◆ Exercise details
Report all lines of the records that contain "types".

◆ Given information
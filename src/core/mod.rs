//! Core domain types for Spelling Bee puzzles
//!
//! Pure, synchronous types with no I/O: letter normalization, the allowed
//! letter set, and the validated puzzle.

mod letters;
mod puzzle;

pub use letters::{AllowedSet, normalize_letters, sanitize_for_lookup};
pub use puzzle::{OUTER_LETTERS, PUZZLE_LETTERS, PuzzleSpec};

◆ Finished exercise
//! Core domain types for Spelling Bee puzzles
//! Pure, synchronous types with no I/O: letter normalization, the allowed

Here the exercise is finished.